Unfortunately, like so many Anglican clergy he cannot resist the temptation to tie his faith to politics; the difference with Stephen is that he is an evangelical who is anti-Israel.

Last weekend the Revd Stephen Sizer, vicar of Christ Church, Virginia Water appeared at an anti-Israel meeting with an Islamist called Ismail Patel. Patel has not only accused Israel of ‘genocide’ and ‘war crimes’ but considers Disney to be a Jewish plot and supports Hamas, Iran and Syria.

Sizer is a virulent opponent of Christian Zionism and of Israel, which he has said he hopes will disappear just as did the apartheid regime in South Africa. He has also applauded Iranian President Ahmadinejad for having ‘looked forward to the day when Zionism ceased to exist’.

Nevertheless, the appearance of an Anglican churchman on a pro-Islamist platform in Britain is a new and significant development. The Church of England recently banned its clergy from joining the BNP; should it not equally ban them from siding with the forces of Islamofascism?

Anyone is entitled to a political opinion, even an Anglican. The problem is, when a church leader makes political pronouncements, the implication is that his faith is informing his politics: in this case, it isn’t. It is even worse when an evangelical – someone who believes that decisions made in this life determine a person’s destination in the next – subverts an important message by supporting a less important one.

Even more idiotic, Sizer has aligned himself with Islamism, a barbaric, hate filled death cult.

It is bad enough when the blatantly left wing ACoC and TEC spout this sort of nonsense, but when it comes from within FOCA, it shows that the unhinged can be found just about anywhere.

5 thoughts on “Even Evangelicals can be barmy

  1. For starters, I have never said that I wish Israel, to use her words, “will disappear just as did the apartheid regime in South Africa.” I have never believed this and categorically reject any position that threatens the integrity of Israel as a sovereign nation.

    On the contrary I have repeatedly stated in writing (for example here, here and here) that I wish to see a safe and secure Israel with internationally recognised borders, alongside a sovereign independent Palestine.

    To clarify my position and to anticipate such criticisms, in my book Zion’s Christian Soldiers?, I wrote the following:

    “It is true that at various times in the past, churches and church leaders have tolerated or incited anti-Semitism and even attacks on Jewish people. Racism is a sin and without excuse. Anti-Semitism must be repudiated unequivocally. However, we must not confuse apples and oranges. Anti-Zionism is not the same thing as anti-Semitism despite attempts to broaden the definition. Criticising a political system as racist is not necessarily racist. Judaism is a religious system. Israel is a sovereign nation. Zionism is a political system. These three are not synonymous. I respect Judaism, repudiate anti-Semitism, encourage interfaith dialogue and defend Israel’s right to exist within borders recognised by the international community and agreed with her neighbours. But like many Jews, I disagree with a political system which gives preference to expatriate Jews born elsewhere in the world, while denying the same rights to the Arab Palestinians born in the country itself.”

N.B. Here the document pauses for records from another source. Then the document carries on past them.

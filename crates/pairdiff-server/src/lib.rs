//! HTTP server for pairdiff.
//!
//! Accepts left and right payloads per identifier and answers whether they
//! are structurally equal, with a path-addressed diff when they are not.
//!
//! | Route | Effect |
//! |---|---|
//! | `POST /v1/diff/:id/left` | store the left payload |
//! | `POST /v1/diff/:id/right` | store the right payload |
//! | `GET /v1/diff/:id` | compare both payloads |

pub mod config;
pub mod error;
pub mod handler;
pub mod response;
pub mod router;
pub mod server;

pub use config::ServerConfig;
pub use error::{ServerError, ServerResult};
pub use handler::SharedValidator;
pub use response::ResponseBody;
pub use server::PairdiffServer;
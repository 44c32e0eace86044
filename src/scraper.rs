//! Web scraping module for chapter extraction.
//!
//! Uses reqwest for fetching and scraper for HTML parsing. Every fetch writes
//! a text copy and an HTML snapshot under the raw directory.

use crate::config::Config;
use crate::version::Chapter;
use async_trait::async_trait;
use reqwest::Client;
use scraper::{ElementRef, Html, Selector};
use std::path::{Path, PathBuf};
use std::time::Duration;
use thiserror::Error;

/// User-Agent string identifying this scraper
const USER_AGENT: &str = concat!("redraft/", env!("CARGO_PKG_VERSION"));

#[derive(Error, Debug)]
pub enum ScraperError {
    #[error("invalid URL {url}: {source}")]
    InvalidUrl {
        url: String,
        source: url::ParseError,
    },
    #[error("failed to fetch URL: {0}")]
    FetchError(#[from] reqwest::Error),
    #[error("no element matching {0} on page")]
    MissingContent(String),
    #[error("invalid selector: {0}")]
    InvalidSelector(String),
    #[error("failed to write {path}: {source}")]
    WriteError {
        path: PathBuf,
        source: std::io::Error,
    },
}

/// Renders a page and extracts its chapter
#[async_trait]
pub trait PageFetcher: Send + Sync {
    async fn fetch(&self, url: &str) -> Result<Chapter, ScraperError>;
}

/// Fetches pages over HTTP and pulls text out of one content region
pub struct HttpFetcher {
    content_selector: String,
    raw_dir: PathBuf,
    timeout: Duration,
}

impl HttpFetcher {
    pub fn new(content_selector: impl Into<String>, raw_dir: impl Into<PathBuf>) -> Self {
        Self {
            content_selector: content_selector.into(),
            raw_dir: raw_dir.into(),
            timeout: Duration::from_secs(30),
        }
    }

    pub fn from_config(config: &Config) -> Self {
        Self {
            timeout: Duration::from_secs(config.fetch.timeout_secs),
            ..Self::new(config.fetch.content_selector.clone(), config.raw_dir())
        }
    }

    /// Create a configured HTTP client for scraping
    fn create_client(&self) -> Result<Client, reqwest::Error> {
        Client::builder()
            .user_agent(USER_AGENT)
            .timeout(self.timeout)
            .build()
    }
}

#[async_trait]
impl PageFetcher for HttpFetcher {
    async fn fetch(&self, url: &str) -> Result<Chapter, ScraperError> {
        let parsed = url::Url::parse(url).map_err(|source| ScraperError::InvalidUrl {
            url: url.to_string(),
            source,
        })?;

        tracing::info!(%parsed, "fetching chapter");

        // The client lives only for this fetch
        let html = {
            let client = self.create_client()?;
            let response = client.get(parsed.clone()).send().await?.error_for_status()?;
            response.text().await?
        };

        let extracted = extract_chapter(&html, &self.content_selector)?;
        let title = slugify(extracted.title.as_deref().unwrap_or("untitled"));
        let snapshot_path = write_artifacts(&self.raw_dir, &title, &extracted.text, &html)?;

        tracing::info!(%title, chars = extracted.text.len(), snapshot = %snapshot_path.display(), "chapter fetched");

        Ok(Chapter {
            url: url.to_string(),
            title,
            text: extracted.text,
            snapshot_path,
        })
    }
}

/// Title and text pulled out of a page
#[derive(Debug, Clone, PartialEq, Eq)]
pub struct Extracted {
    pub title: Option<String>,
    pub text: String,
}

/// Extract the title and the text of the content region from raw HTML
pub fn extract_chapter(html: &str, content_selector: &str) -> Result<Extracted, ScraperError> {
    let document = Html::parse_document(html);
    let selector = Selector::parse(content_selector)
        .map_err(|e| ScraperError::InvalidSelector(format!("{content_selector}: {e}")))?;

    let region = document
        .select(&selector)
        .next()
        .ok_or_else(|| ScraperError::MissingContent(content_selector.to_string()))?;

    let text = inner_text(region);
    if text.trim().is_empty() {
        return Err(ScraperError::MissingContent(content_selector.to_string()));
    }

    Ok(Extracted {
        title: extract_title(&document),
        text,
    })
}

/// Extract the page title from <title> or <h1>
fn extract_title(document: &Html) -> Option<String> {
    ["title", "h1"].iter().find_map(|tag| {
        let selector = Selector::parse(tag).ok()?;
        let element = document.select(&selector).next()?;
        let title: String = element.text().collect();
        let title = title.trim();
        (!title.is_empty()).then(|| title.to_string())
    })
}

/// Visible text of an element, one line per block, skipping scripts and styles
fn inner_text(element: ElementRef<'_>) -> String {
    const BLOCKS: &[&str] = &[
        "p", "div", "li", "br", "h1", "h2", "h3", "h4", "h5", "h6", "tr", "dd", "dt", "blockquote",
    ];
    let mut out = String::new();
    collect_text(element, BLOCKS, &mut out);

    out.lines()
        .map(|line| line.split_whitespace().collect::<Vec<_>>().join(" "))
        .filter(|line| !line.is_empty())
        .collect::<Vec<_>>()
        .join("\n")
}

fn collect_text(element: ElementRef<'_>, blocks: &[&str], out: &mut String) {
    for child in element.children() {
        if let Some(text) = child.value().as_text() {
            out.push_str(text);
        } else if let Some(el) = ElementRef::wrap(child) {
            let name = el.value().name();
            if matches!(name, "script" | "style" | "noscript") {
                continue;
            }
            let block = blocks.contains(&name);
            if block {
                out.push('\n');
            }
            collect_text(el, blocks, out);
            if block {
                out.push('\n');
            }
        }
    }
}

/// Filesystem-safe slug: whitespace and path separators become underscores
pub fn slugify(title: &str) -> String {
    title
        .trim()
        .chars()
        .map(|c| {
            if c.is_whitespace() || c == '/' || c == '\\' {
                '_'
            } else {
                c
            }
        })
        .collect()
}

/// Write `<slug>.txt` and `<slug>.html`, returning the snapshot path
fn write_artifacts(dir: &Path, slug: &str, text: &str, html: &str) -> Result<PathBuf, ScraperError> {
    let write = |path: PathBuf, contents: &str| {
        std::fs::write(&path, contents)
            .map(|_| path.clone())
            .map_err(|source| ScraperError::WriteError { path, source })
    };

    std::fs::create_dir_all(dir).map_err(|source| ScraperError::WriteError {
        path: dir.to_path_buf(),
        source,
    })?;
    write(dir.join(format!("{slug}.txt")), text)?;
    write(dir.join(format!("{slug}.html")), html)
}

    I endorse the position taken by the Heads of Churches in Israel regarding the need for a peaceful resolution of the conflict.

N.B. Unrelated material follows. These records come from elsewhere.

//! Sentence embeddings and vector helpers.
//!
//! [`FastEmbedEmbedder`] runs all-MiniLM-L6-v2 locally through fastembed.
//! [`HashEmbedder`] is a deterministic, offline bag-of-words stand-in used
//! when the model is unavailable and in tests.

use crate::config::{Config, ConfigError};
use thiserror::Error;

/// Output size of all-MiniLM-L6-v2
pub const DEFAULT_DIMENSIONS: usize = 384;

#[derive(Error, Debug)]
pub enum EmbeddingError {
    #[error("cannot embed empty text")]
    EmptyText,
    #[error("embedding model failed: {0}")]
    ModelFailed(String),
    #[error("configuration error: {0}")]
    ConfigError(#[from] ConfigError),
}

/// Trait for embedding generators.
pub trait Embedder: Send + Sync {
    /// Model identifier
    fn model_name(&self) -> &str;

    fn dimensions(&self) -> usize;

    fn embed(&self, text: &str) -> Result<Vec<f32>, EmbeddingError>;
}

/// Build the embedder named by `[embedding] provider`
pub fn create_embedder(config: &Config) -> Result<Box<dyn Embedder>, EmbeddingError> {
    match config.embedding.provider.as_str() {
        #[cfg(feature = "fastembed-embeddings")]
        "fastembed" => Ok(Box::new(FastEmbedEmbedder::new())),
        "hash" => Ok(Box::new(HashEmbedder::default())),
        other => Err(ConfigError::Unsupported {
            kind: "embedding provider",
            value: other.to_string(),
        }
        .into()),
    }
}

#[cfg(feature = "fastembed-embeddings")]
pub use native::FastEmbedEmbedder;

#[cfg(feature = "fastembed-embeddings")]
mod native {
    use super::{Embedder, EmbeddingError, DEFAULT_DIMENSIONS};
    use std::sync::{Mutex, OnceLock};
    use std::time::Instant;

    /// all-MiniLM-L6-v2 via fastembed, loaded on first use.
    pub struct FastEmbedEmbedder {
        model: OnceLock<Mutex<fastembed::TextEmbedding>>,
    }

    impl FastEmbedEmbedder {
        pub fn new() -> Self {
            Self {
                model: OnceLock::new(),
            }
        }

        fn model(&self) -> Result<&Mutex<fastembed::TextEmbedding>, EmbeddingError> {
            if let Some(model) = self.model.get() {
                return Ok(model);
            }

            tracing::info!("loading embedding model (first use)");
            let start = Instant::now();
            let options =
                fastembed::InitOptions::new(fastembed::EmbeddingModel::AllMiniLML6V2)
                    .with_show_download_progress(false);
            let model = fastembed::TextEmbedding::try_new(options)
                .map_err(|e| EmbeddingError::ModelFailed(e.to_string()))?;
            tracing::info!(
                elapsed_ms = start.elapsed().as_millis() as u64,
                "embedding model loaded"
            );

            Ok(self.model.get_or_init(|| Mutex::new(model)))
        }
    }

    impl Default for FastEmbedEmbedder {
        fn default() -> Self {
            Self::new()
        }
    }

    impl Embedder for FastEmbedEmbedder {
        fn model_name(&self) -> &str {
            "all-MiniLM-L6-v2"
        }

        fn dimensions(&self) -> usize {
            DEFAULT_DIMENSIONS
        }

        fn embed(&self, text: &str) -> Result<Vec<f32>, EmbeddingError> {
            if text.trim().is_empty() {
                return Err(EmbeddingError::EmptyText);
            }

            let mut model = self
                .model()?
                .lock()
                .map_err(|_| EmbeddingError::ModelFailed("embedding model lock poisoned".to_string()))?;
            model
                .embed(vec![text.to_string()], None)
                .map_err(|e| EmbeddingError::ModelFailed(e.to_string()))?
                .into_iter()
                .next()
                .ok_or_else(|| EmbeddingError::ModelFailed("no embedding returned".to_string()))
        }
    }
}

/// Deterministic pseudo-embeddings: hashed, lowercased word counts,
/// L2-normalised. Same text, same vector, on every platform.
pub struct HashEmbedder {
    dims: usize,
}

impl HashEmbedder {
    pub fn new(dims: usize) -> Self {
        Self { dims: dims.max(1) }
    }
}

impl Default for HashEmbedder {
    fn default() -> Self {
        Self::new(DEFAULT_DIMENSIONS)
    }
}

impl Embedder for HashEmbedder {
    fn model_name(&self) -> &str {
        "hash"
    }

    fn dimensions(&self) -> usize {
        self.dims
    }

    fn embed(&self, text: &str) -> Result<Vec<f32>, EmbeddingError> {
        if text.trim().is_empty() {
            return Err(EmbeddingError::EmptyText);
        }

        let mut vector = vec![0.0f32; self.dims];
        for word in text
            .split(|c: char| !c.is_alphanumeric())
            .filter(|w| !w.is_empty())
        {
            let word = word.to_lowercase();
            let bucket = (fnv1a(word.as_bytes()) % self.dims as u64) as usize;
            vector[bucket] += 1.0;
        }

        let norm = vector.iter().map(|x| x * x).sum::<f32>().sqrt();
        if norm > f32::EPSILON {
            vector.iter_mut().for_each(|x| *x /= norm);
        }
        Ok(vector)
    }
}

/// 64-bit FNV-1a, stable across runs unlike `DefaultHasher`
fn fnv1a(bytes: &[u8]) -> u64 {
    bytes.iter().fold(0xcbf2_9ce4_8422_2325, |hash, &b| {
        (hash ^ u64::from(b)).wrapping_mul(0x0100_0000_01b3)
    })
}

/// Compute cosine similarity between two embedding vectors.
///
/// Returns a value in `[-1.0, 1.0]`, or `0.0` for empty vectors or vectors
/// of different lengths.
pub fn cosine_similarity(a: &[f32], b: &[f32]) -> f32 {
    if a.len() != b.len() || a.is_empty() {
        return 0.0;
    }

    let mut dot = 0.0f32;
    let mut norm_a = 0.0f32;
    let mut norm_b = 0.0f32;

    for (x, y) in a.iter().zip(b.iter()) {
        dot += x * y;
        norm_a += x * x;
        norm_b += y * y;
    }

    let denom = norm_a.sqrt() * norm_b.sqrt();
    if denom < f32::EPSILON {
        return 0.0;
    }

    (dot / denom).clamp(-1.0, 1.0)
}

/// Encode a float vector as little-endian f32 bytes.
pub fn vec_to_blob(vec: &[f32]) -> Vec<u8> {
    let mut bytes = Vec::with_capacity(vec.len() * 4);
    for &v in vec {
        bytes.extend_from_slice(&v.to_le_bytes());
    }
    bytes
}

/// Decode bytes written by [`vec_to_blob`].
pub fn blob_to_vec(blob: &[u8]) -> Vec<f32> {
    blob.chunks_exact(4)
        .map(|chunk| f32::from_le_bytes([chunk[0], chunk[1], chunk[2], chunk[3]]))
        .collect()
}
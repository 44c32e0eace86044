//! Text-to-speech narration.
//!
//! Speech comes from a [`SpeechEngine`]; [`Narrator`] validates the input and
//! writes each rendering to its own uuid-named MP3 so nothing is overwritten.

use crate::config::Config;
use async_trait::async_trait;
use reqwest::Client;
use std::path::PathBuf;
use thiserror::Error;
use uuid::Uuid;

/// Google's TTS endpoint rejects longer segments
const MAX_SEGMENT_CHARS: usize = 100;

const TTS_ENDPOINT: &str = "https://translate.google.com/translate_tts";

#[derive(Error, Debug)]
pub enum NarrationError {
    #[error("empty text cannot be narrated")]
    EmptyText,
    #[error("invalid speech request: {0}")]
    InvalidRequest(#[from] url::ParseError),
    #[error("speech request failed: {0}")]
    RequestFailed(#[from] reqwest::Error),
    #[error("failed to write audio: {0}")]
    WriteError(#[from] std::io::Error),
}

/// Turns plain text into MP3 bytes
#[async_trait]
pub trait SpeechEngine: Send + Sync {
    async fn synthesize(&self, text: &str) -> Result<Vec<u8>, NarrationError>;
}

/// Google Translate TTS, English by default
pub struct GoogleTts {
    client: Client,
    lang: String,
}

impl GoogleTts {
    pub fn new(lang: impl Into<String>) -> Result<Self, NarrationError> {
        let client = Client::builder()
            .user_agent(concat!("redraft/", env!("CARGO_PKG_VERSION")))
            .build()?;
        Ok(Self {
            client,
            lang: lang.into(),
        })
    }
}

#[async_trait]
impl SpeechEngine for GoogleTts {
    async fn synthesize(&self, text: &str) -> Result<Vec<u8>, NarrationError> {
        let segments = split_segments(text, MAX_SEGMENT_CHARS);
        let total = segments.len().to_string();
        let mut audio = Vec::new();

        for (idx, segment) in segments.iter().enumerate() {
            let idx = idx.to_string();
            let textlen = segment.chars().count().to_string();
            let url = url::Url::parse_with_params(
                TTS_ENDPOINT,
                [
                    ("ie", "UTF-8"),
                    ("q", segment.as_str()),
                    ("tl", self.lang.as_str()),
                    ("client", "tw-ob"),
                    ("total", total.as_str()),
                    ("idx", idx.as_str()),
                    ("textlen", textlen.as_str()),
                ],
            )?;

            let bytes = self
                .client
                .get(url)
                .send()
                .await?
                .error_for_status()?
                .bytes()
                .await?;
            audio.extend_from_slice(&bytes);
        }

        Ok(audio)
    }
}

/// Writes narrations into a directory of MP3 artifacts
pub struct Narrator {
    engine: Box<dyn SpeechEngine>,
    audio_dir: PathBuf,
}

impl Narrator {
    pub fn new(engine: Box<dyn SpeechEngine>, audio_dir: impl Into<PathBuf>) -> Self {
        Self {
            engine,
            audio_dir: audio_dir.into(),
        }
    }

    pub fn from_config(config: &Config) -> Result<Self, NarrationError> {
        let engine = GoogleTts::new(config.narration.lang.clone())?;
        Ok(Self::new(Box::new(engine), config.audio_dir()))
    }

    /// Narrate `text` into a fresh MP3 and return its path
    pub async fn narrate(&self, text: &str) -> Result<PathBuf, NarrationError> {
        if text.trim().is_empty() {
            return Err(NarrationError::EmptyText);
        }

        let audio = self.engine.synthesize(text).await?;

        std::fs::create_dir_all(&self.audio_dir)?;
        let path = self
            .audio_dir
            .join(format!("{}.mp3", Uuid::new_v4().simple()));
        std::fs::write(&path, audio)?;

        tracing::info!(path = %path.display(), chars = text.len(), "narration written");
        Ok(path)
    }
}

/// Split text into segments of at most `max` chars, breaking on whitespace
/// where possible.
fn split_segments(text: &str, max: usize) -> Vec<String> {
    let mut segments = Vec::new();
    let mut current = String::new();

    for word in text.split_whitespace() {
        let mut word = word.to_string();
        // Words longer than a whole segment are hard-split
        while word.chars().count() > max {
            if !current.is_empty() {
                segments.push(std::mem::take(&mut current));
            }
            let split_at = word
                .char_indices()
                .nth(max)
                .map(|(i, _)| i)
                .unwrap_or(word.len());
            let rest = word.split_off(split_at);
            segments.push(word);
            word = rest;
        }

        let needed = if current.is_empty() {
            word.chars().count()
        } else {
            current.chars().count() + 1 + word.chars().count()
        };
        if needed > max && !current.is_empty() {
            segments.push(std::mem::take(&mut current));
        }
        if !current.is_empty() {
            current.push(' ');
        }
        current.push_str(&word);
    }

    if !current.is_empty() {
        segments.push(current);
    }
    segments
}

    Others such as former US President Jimmy Carter have made comparisons between Israeli policies in the Occupied Territories and South Africa under apartheid.

    I do wish to see the present illegal occupation of Gaza, the Golan and the West Bank disappear, but only as a result of the peaceful implementation of all relevant UN Resolutions, the Roadmap to Peace previously agreed by the US, EU, Russia and UN in April 2003, and Annapolis Agreement of November 2007 and Quartet Statement of December 2008.

    What saddened me most, however, about Melanie Philips’ article were her accusations made against the Archbishops and Bishops of the Church of England. This is what she wrote:

    “Many will be deeply shocked that the Church of England harbours individuals with such attitudes. But the church hierarchy is unlikely to act against them. Extreme hostility towards Israel is the default position among bishops and archbishops; while the establishment line is to reach out towards Islam in an attempt to accommodate and appease it.”

    I have been a Christian minister for just short of 30 years and I have yet to meet a priest, let alone a Bishop or Archbishop who displays, “extreme hostility towards Israel” or who wishes to “accommodate and appease” Islam.

  2. Pingback: Even Evangelicals can be barmy « Seismic Shock

  3. I have been a Christian minister for just short of 30 years and I have yet to meet a priest, let alone a Bishop or Archbishop who displays, “extreme hostility towards Israel” or who wishes to “accommodate and appease” Islam.

    You must be blind Rev. Sizer. The campaign in some quarters of the CofE to boycott Israeli goods was just one example of this misplaced and poisonous bias.

    Could you explain why you allow your material to be quoted, distributed and used by anti-semites and the neo-Nazi far right? This has been brought to your attention on a number of occasions. Why do you not chase them down for breach of copyright?

  4. Stephen,

    Thank you for the clarification.

    Let me try to make my objection to your position more clear:

    You are an evangelical Anglican priest who presumably believes that we can be saved through Jesus Christ and his atoning sacrifice alone: a choice in this life determines an eternity of heaven or hell. If this is true, there can be no message that is more important and you have chosen, as a vocation and profession to proclaim it.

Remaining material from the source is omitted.